© JUNGE FREIHEIT Verlag GmbH & Co.  www.jungefreiheit.de    25/01 15. Juni 2001

 
Den Alltag vor 1989 lebendig gemacht
Ausstellung: "Der Eiserne Vorhang" im Wiener Heeresgeschichtlichen Museum
Carl Gustaf Ströhm

Das Wiener Heeresgeschichtliche Museum, etwas abseits der üblichen Touristenpfade im ehemaligen "Arsenal" unweit des Südbahnhofs gelegen, ist für jeden geschichtlich und politisch Interessierten eine Fundgrube. Hier wird in zumeist beachtlicher Objektivität die militärische Geschichte Österreichs vom Dreißigjährigen Krieg bis zu den Türkenkriegen Prinz Eugens, von der Türkenbelagerung bis zum Mord von Sarajevo 1914 dargestellt. Der blutbefleckte Waffenrock des von serbischen Attentätern ermordeten Thronfolgers Franz Ferdinand ist ebenso zu sehen wie das von einer Kugel durchlöcherte Auto, mit dem der Erzherzog und seine Frau am 28. Juni 1914 in den Tod fuhren – ein Tod, der den Ersten Weltkrieg auslösen sollte.

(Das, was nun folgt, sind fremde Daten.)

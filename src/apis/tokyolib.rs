use crate::apis::base::{element_text, missing, own_text, selector, strip_all, BaseApi};
use crate::app::ports::{HttpClientPort, Redirects};
use crate::constants::{TOKYOLIB_API, TOKYOLIB_DOMAIN, TOKYOLIB_SOURCE};
use crate::error::{Result, ScraperError};
use crate::types::{JavInfo, JavRecord, Language, VideoApi};
use scraper::{ElementRef, Html, Selector};
use std::sync::Arc;
use tracing::{debug, info, instrument};

/// What a TokyoLib search matches against
#[derive(Debug, Clone, Copy, PartialEq, Eq, Default)]
pub enum SearchType {
    #[default]
    Id,
    Actress,
}

impl SearchType {
    pub fn as_str(&self) -> &'static str {
        match self {
            SearchType::Id => "id",
            SearchType::Actress => "actress",
        }
    }
}

/// Fields scraped from a work page. The site only has Chinese titles.
#[derive(Debug, Clone, Default, PartialEq, Eq)]
pub struct TokyoLibWork {
    pub serial_no: String,
    pub title: String,
    pub casts: Vec<String>,
    pub publish_date: String,
    pub series: String,
    pub maker: String,
    pub publisher: String,
    pub director: String,
}

pub struct TokyoLibApi {
    base: BaseApi,
}

impl TokyoLibApi {
    pub fn new(http: Arc<dyn HttpClientPort>) -> Self {
        Self {
            base: BaseApi::new(http),
        }
    }

    pub fn search_url(keyword: &str, search_type: SearchType) -> String {
        format!("{TOKYOLIB_DOMAIN}/search?type={}&q={keyword}", search_type.as_str())
    }

    #[instrument(skip(self))]
    pub async fn search(&self, keyword: &str, search_type: SearchType) -> Result<Vec<JavRecord>> {
        if search_type == SearchType::Actress {
            return Err(ScraperError::NotImplemented(format!("{TOKYOLIB_API} actress search")));
        }

        let url = Self::search_url(keyword, search_type);
        let resp = self.base.get_ok(&url, Redirects::Follow).await?;
        let records = parse_search_results(&resp.text())?;
        debug!("Found {} results", records.len());
        Ok(records)
    }
}

fn first_text(element: &ElementRef) -> String {
    element
        .text()
        .map(str::trim)
        .find(|t| !t.is_empty())
        .unwrap_or_default()
        .to_string()
}

pub fn parse_search_results(html: &str) -> Result<Vec<JavRecord>> {
    let document = Html::parse_document(html);
    let work_id = selector("h4.work-id")?;
    let work_title = selector("h4.work-title")?;

    let records = document
        .select(&selector("div.works > a.work")?)
        .map(|work| {
            let text_of = |sel: &Selector| work.select(sel).next().map(|h4| element_text(&h4)).unwrap_or_default();
            JavRecord::new(
                text_of(&work_id),
                text_of(&work_title),
                format!("{TOKYOLIB_DOMAIN}{}", work.value().attr("href").unwrap_or_default()),
            )
        })
        .collect();

    Ok(records)
}

pub fn parse_work_page(html: &str) -> Result<TokyoLibWork> {
    let document = Html::parse_document(html);

    let info = document
        .select(&selector("div.info")?)
        .next()
        .ok_or_else(|| missing("info"))?;
    let attributes = info
        .select(&selector("div.attributes dl")?)
        .next()
        .ok_or_else(|| missing("attributes"))?;

    let mut work = TokyoLibWork::default();
    let dd = selector("dd")?;
    let dt = selector("dt")?;
    let labels = attributes.select(&dd);
    let values = attributes.select(&dt);

    // label in dd, value in dt
    for (label, value) in labels.zip(values) {
        let key = element_text(&label);
        if key.ends_with("番号") {
            work.serial_no = element_text(&value)
                .split_whitespace()
                .next()
                .unwrap_or_default()
                .to_uppercase();
        } else if key.ends_with("发行时间") {
            work.publish_date = element_text(&value).split_whitespace().next().unwrap_or_default().to_string();
        } else if key.ends_with("系列") {
            work.series = first_text(&value);
        } else if key.ends_with("片商") {
            work.maker = first_text(&value).to_uppercase();
        } else if key.ends_with("厂牌") {
            work.publisher = first_text(&value).to_uppercase();
        } else if key.ends_with("导演") {
            work.director = first_text(&value);
        }
    }

    if work.serial_no.is_empty() {
        return Err(missing("番号"));
    }
    if work.publish_date.is_empty() {
        return Err(missing("发行时间"));
    }

    work.title = document
        .select(&selector("h1.title.is-4")?)
        .next()
        .and_then(|h1| own_text(&h1).into_iter().next())
        .ok_or_else(|| missing("title"))?;

    let actress = selector("a.actress")?;
    work.casts = strip_all(info.select(&actress).map(|a| element_text(&a)), true);
    work.casts.sort();

    Ok(work)
}

#[async_trait::async_trait]
impl VideoApi for TokyoLibApi {
    fn source(&self) -> &'static str {
        TOKYOLIB_SOURCE
    }

    fn url_domain(&self) -> &'static str {
        TOKYOLIB_DOMAIN
    }

    fn language(&self) -> Language {
        self.base.lang()
    }

    fn set_language(&mut self, lang: Language) {
        self.base.set_lang(lang);
    }

    async fn search_by_keyword(&self, keyword: &str) -> Result<Vec<JavRecord>> {
        self.search(keyword, SearchType::Id).await
    }

    #[instrument(skip(self))]
    async fn get_video_detail(&self, serial_no: &str, _with_thumbnail: bool) -> Result<Option<JavInfo>> {
        let records = self.search_by_keyword(serial_no).await?;
        let Some(record) = records.first() else {
            debug!("no search results");
            return Ok(None);
        };

        let found = record.keyword.trim();
        if found != serial_no {
            debug!(found, "first result is a different work");
            return Ok(None);
        }

        let resp = self.base.get_ok(&record.url, Redirects::Follow).await?;
        let work = parse_work_page(&resp.text())?;

        let mut info = JavInfo::new(work.serial_no, work.title)
            .with_casts(work.casts)
            .with_publish_date(work.publish_date)
            .with_source(TOKYOLIB_SOURCE);
        info.series = work.series;
        info.maker = work.maker;
        info.publisher = work.publisher;
        info.director = work.director;

        info!("Fetched {} from {}", serial_no, TOKYOLIB_SOURCE);
        Ok(Some(info))
    }
}

#[cfg(test)]
mod tests {
    use super::*;
    use crate::infra::StaticHttp;

    const SEARCH: &str = r#"
        <html><body>
        <div class="works">
          <a class="work" href="/works/ssis-001">
            <h4 class="work-id">SSIS-001</h4>
            <h4 class="work-title">标题一</h4>
          </a>
          <a class="work" href="/works/ssis-001-b">
            <h4 class="work-id">SSIS-001B</h4>
            <h4 class="work-title">标题二</h4>
          </a>
        </div>
        </body></html>
    "#;

    const WORK: &str = r#"
        <html><body>
        <h1 class="title is-4">中文标题 </h1>
        <div class="info">
          <div class="attributes">
            <dl>
              <dd>番号</dd><dt>ssis-001 HD</dt>
              <dd>发行时间</dd><dt>2021-02-19 10:00</dt>
              <dd>系列</dd><dt><a href="/series/1"> 系列名 </a></dt>
              <dd>片商</dd><dt><a href="/makers/1">s1 no.1 style</a></dt>
              <dd>厂牌</dd><dt><a href="/labels/1">s1</a></dt>
              <dd>导演</dd><dt><a href="/directors/1">导演名</a></dt>
            </dl>
          </div>
          <a class="actress" href="/a/2">Zeta</a>
          <a class="actress" href="/a/1"> Alpha </a>
        </div>
        </body></html>
    "#;

    fn client(http: StaticHttp) -> (Arc<StaticHttp>, TokyoLibApi) {
        let http = Arc::new(http);
        (http.clone(), TokyoLibApi::new(http))
    }

    #[test]
    fn test_parse_search_results() {
        let records = parse_search_results(SEARCH).unwrap();
        assert_eq!(records.len(), 2);
        assert_eq!(records[0].keyword, "SSIS-001");
        assert_eq!(records[0].title, "标题一");
        assert_eq!(records[0].url, "https://tokyolib.com/works/ssis-001");
    }

    #[test]
    fn test_parse_work_page() {
        let work = parse_work_page(WORK).unwrap();
        assert_eq!(work.serial_no, "SSIS-001");
        assert_eq!(work.publish_date, "2021-02-19");
        assert_eq!(work.title, "中文标题");
        assert_eq!(work.series, "系列名");
        assert_eq!(work.maker, "S1 NO.1 STYLE");
        assert_eq!(work.publisher, "S1");
        assert_eq!(work.director, "导演名");
        assert_eq!(work.casts, vec!["Alpha", "Zeta"]);
    }

    #[test]
    fn test_parse_work_page_without_info_fails() {
        assert!(matches!(
            parse_work_page("<html><body></body></html>"),
            Err(ScraperError::MissingField(_))
        ));
    }

    #[tokio::test]
    async fn test_get_video_detail() {
        let (http, api) = client(
            StaticHttp::new()
                .with_html(&TokyoLibApi::search_url("SSIS-001", SearchType::Id), SEARCH)
                .with_html("https://tokyolib.com/works/ssis-001", WORK),
        );

        let info = api.get_video_detail("SSIS-001", true).await.unwrap().unwrap();
        assert_eq!(info.serial_no, "SSIS-001");
        assert_eq!(info.title(), "中文标题");
        assert_eq!(info.source, "TokyoLib");
        assert!(info.thumbnail.is_none());
        assert_eq!(http.requested_urls().len(), 2);
    }

    #[tokio::test]
    async fn test_mismatched_first_result_is_none() {
        let (http, api) = client(
            StaticHttp::new().with_html(&TokyoLibApi::search_url("SSIS-00", SearchType::Id), SEARCH),
        );
        assert!(api.get_video_detail("SSIS-00", false).await.unwrap().is_none());
        assert_eq!(http.requested_urls().len(), 1);
    }

    #[tokio::test]
    async fn test_lowercase_work_id_is_none() {
        let search = SEARCH.replace("<h4 class=\"work-id\">SSIS-001</h4>", "<h4 class=\"work-id\">ssis-001</h4>");
        let (http, api) = client(
            StaticHttp::new()
                .with_html(&TokyoLibApi::search_url("SSIS-001", SearchType::Id), &search)
                .with_html("https://tokyolib.com/works/ssis-001", WORK),
        );
        assert!(api.get_video_detail("SSIS-001", false).await.unwrap().is_none());
        assert_eq!(http.requested_urls().len(), 1);
    }

    #[tokio::test]
    async fn test_no_results_is_none() {
        let (_, api) = client(StaticHttp::new().with_html(
            &TokyoLibApi::search_url("ABP-999", SearchType::Id),
            "<div class=\"works\"></div>",
        ));
        assert!(api.get_video_detail("ABP-999", false).await.unwrap().is_none());
    }

    #[tokio::test]
    async fn test_actress_search_not_implemented() {
        let (http, api) = client(StaticHttp::new());
        assert!(matches!(
            api.search("someone", SearchType::Actress).await,
            Err(ScraperError::NotImplemented(_))
        ));
        assert!(http.requests().is_empty());
    }
}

Jetzt veranstaltet das Museum gemeinsam mit dem Militärhistorischen Museum Budapest bis zum 29. Juli eine Sonderausstellung "Der Eiserne Vorhang". In der Eingangshalle finden sich zahlreiche Exponate: Reste des einstigen Stacheldrahtverhaus samt Wachttürmen, die jahrzehntelang das Bild an der österreichischen Nord- und Ostgrenze bestimmten. Der "Eiserne Vorhang" gegenüber Österreich war vielleicht nicht ganz so spektakulär wie die Mauer in Berlin, aber er war ebenso brutal und hat ebenso menschliches Leben zerstört. Die Ausstellung ruft dramatische Ereignisse in Erinnerung: den österreichischen Staatsvertrag 1955, der zum ersten Mal seit 1945 zum Rückzug der Sowjetarmee aus einem von ihr eroberten Gebiet – Ost-Österreich – führte. Damit blieb den Niederösterreichern und Burgenländern das Schicksal der Ungarn, Tschechen, Slowaken aber auch der Mitteldeutschen erspart, die auf Jahrzehnte hinter dem Eisernen Vorhang verschwanden.

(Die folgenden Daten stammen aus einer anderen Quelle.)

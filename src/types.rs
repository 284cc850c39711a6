use crate::error::{Result, ScraperError};
use crate::serial_no::SerialKind;
use chrono::NaiveDate;
use image::DynamicImage;
use once_cell::sync::OnceCell;
use serde::{Deserialize, Serialize};
use serde_json::{json, Value};
use std::collections::BTreeSet;
use std::fmt;
use std::str::FromStr;

/// Lightweight search result returned by a source's keyword search
#[derive(Debug, Clone, PartialEq, Eq, Serialize, Deserialize)]
pub struct JavRecord {
    /// Serial number the source associates with this result
    pub keyword: String,
    pub title: String,
    /// Detail page URL, or a source-specific video id
    pub url: String,
}

impl JavRecord {
    pub fn new(keyword: impl Into<String>, title: impl Into<String>, url: impl Into<String>) -> Self {
        Self {
            keyword: keyword.into(),
            title: title.into(),
            url: url.into(),
        }
    }
}

/// Metadata every source client converges on
#[derive(Debug, Clone, Default)]
pub struct JavInfo {
    pub serial_no: String,
    raw_title: String,
    title: OnceCell<String>,
    pub casts: BTreeSet<String>,
    pub publish_date: String,
    pub thumbnail: Option<DynamicImage>,
    /// Running time in seconds
    pub length: Option<u32>,
    pub maker: String,
    pub publisher: String,
    pub director: String,
    pub series: String,
    pub source: String,
}

impl JavInfo {
    pub fn new(serial_no: impl Into<String>, raw_title: impl Into<String>) -> Self {
        Self {
            serial_no: serial_no.into(),
            raw_title: raw_title.into(),
            ..Default::default()
        }
    }

    /// Title with the embedded serial number removed
    pub fn title(&self) -> &str {
        self.title.get_or_init(|| {
            if self.serial_no.is_empty() {
                return self.raw_title.trim().to_string();
            }
            self.raw_title.replace(&self.serial_no, "").trim().to_string()
        })
    }

    /// Title as scraped, before the serial number is stripped
    pub fn raw_title(&self) -> &str {
        &self.raw_title
    }

    pub fn with_casts<I, S>(mut self, casts: I) -> Self
    where
        I: IntoIterator<Item = S>,
        S: Into<String>,
    {
        self.casts = casts.into_iter().map(Into::into).collect();
        self
    }

    pub fn with_publish_date(mut self, publish_date: impl Into<String>) -> Self {
        self.publish_date = publish_date.into();
        self
    }

    pub fn with_source(mut self, source: impl Into<String>) -> Self {
        self.source = source.into();
        self
    }

    /// Publish date as a calendar day, when the source used a known format
    pub fn publish_day(&self) -> Option<NaiveDate> {
        let date = self.publish_date.trim();
        ["%Y-%m-%d", "%Y/%m/%d"]
            .iter()
            .find_map(|format| NaiveDate::parse_from_str(date, format).ok())
    }

    /// Multi-line report
    pub fn summary(&self) -> String {
        [
            format!("Publish Date: {}", self.publish_date),
            format!("Serial No   : {}", self.serial_no),
            format!("Publisher   : {}", self.publisher),
            format!("Title       : {}", self.title()),
            format!("Casts       : {:?}", self.casts),
        ]
        .join("\n")
    }

    /// JSON view; the thumbnail is reduced to a flag
    pub fn to_json(&self) -> Value {
        json!({
            "serial_no": self.serial_no,
            "title": self.title(),
            "casts": self.casts,
            "publish_date": self.publish_date,
            "length": self.length,
            "maker": self.maker,
            "publisher": self.publisher,
            "director": self.director,
            "series": self.series,
            "source": self.source,
            "has_thumbnail": self.thumbnail.is_some(),
        })
    }
}

impl fmt::Display for JavInfo {
    fn fmt(&self, f: &mut fmt::Formatter<'_>) -> fmt::Result {
        let casts: Vec<&str> = self.casts.iter().map(String::as_str).collect();
        write!(
            f,
            "{} {} {} ({})",
            self.publish_date,
            self.serial_no,
            self.title(),
            casts.join("&")
        )
    }
}

/// Page language; picks which label text a client looks for
#[derive(Debug, Clone, Copy, PartialEq, Eq, Hash, Default, Serialize, Deserialize)]
#[serde(rename_all = "lowercase")]
pub enum Language {
    /// Traditional Chinese
    Zh,
    /// Simplified Chinese
    Cn,
    #[default]
    Ja,
}

impl Language {
    pub fn as_str(&self) -> &'static str {
        match self {
            Language::Zh => "zh",
            Language::Cn => "cn",
            Language::Ja => "ja",
        }
    }
}

impl fmt::Display for Language {
    fn fmt(&self, f: &mut fmt::Formatter<'_>) -> fmt::Result {
        f.write_str(self.as_str())
    }
}

impl FromStr for Language {
    type Err = ScraperError;

    fn from_str(s: &str) -> Result<Self> {
        match s.trim().to_lowercase().as_str() {
            "zh" => Ok(Language::Zh),
            "cn" => Ok(Language::Cn),
            "ja" => Ok(Language::Ja),
            other => Err(ScraperError::UnsupportedLanguage(other.to_string())),
        }
    }
}

/// Core trait that every metadata source implements
#[async_trait::async_trait]
pub trait VideoApi: Send + Sync {
    /// Display name of the source
    fn source(&self) -> &'static str;

    /// Base URL requests are built from
    fn url_domain(&self) -> &'static str;

    fn language(&self) -> Language;

    fn set_language(&mut self, lang: Language);

    fn url_domain_lang(&self) -> String {
        format!("{}/{}", self.url_domain(), self.language())
    }

    /// Whether this source carries serials of the given kind
    fn supports(&self, _kind: SerialKind) -> bool {
        true
    }

    /// Candidate records for a keyword
    async fn search_by_keyword(&self, keyword: &str) -> Result<Vec<JavRecord>>;

    /// Detail for a canonical serial number, `None` when the source has no such video
    async fn get_video_detail(&self, serial_no: &str, with_thumbnail: bool) -> Result<Option<JavInfo>>;
}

Dokumentiert wird die ungarische Revolution 1956 gegen die kommunistisch-sowjetische Herrschaft, dann der Einmarsch der Sowjettruppen in der damaligen Tschechoslowakei zwölf Jahre später, 1968. Der Alltag am "Eisernen Vorhang" wird lebendig – bis hin zu einem als Fluchtfahrzeug benutzten Trabi. Am Ende wird der Fall des Eisernen Vorhangs gezeigt: der "Durchbruch" Hunderter von DDR-Bürgern beim "Pan-Europa-Picknick" von Sopron (Ödenburg) durch den Eisernen Vorhang nach Österreich und im Juni des gleichen Jahres das symbolische Zerschneiden des Stacheldrahtverhaus an der Grenze durch die österreichischen und ungarischen Außenminister. Österreicher und Ungarn haben im entscheidenden Jahr 1989 durch die Zerschneidung des Eisernen Vorhangs unzähligen Deutschen in der DDR die Flucht ermöglicht. Es ist kaum übertrieben, wenn man feststellt, daß der Fall der Berliner Mauer im Sommer 1989 – ein halbes Jahr, bevor es in Berlin soweit war – im Grenzgebiet zwischen Österreich und Ungarn begann.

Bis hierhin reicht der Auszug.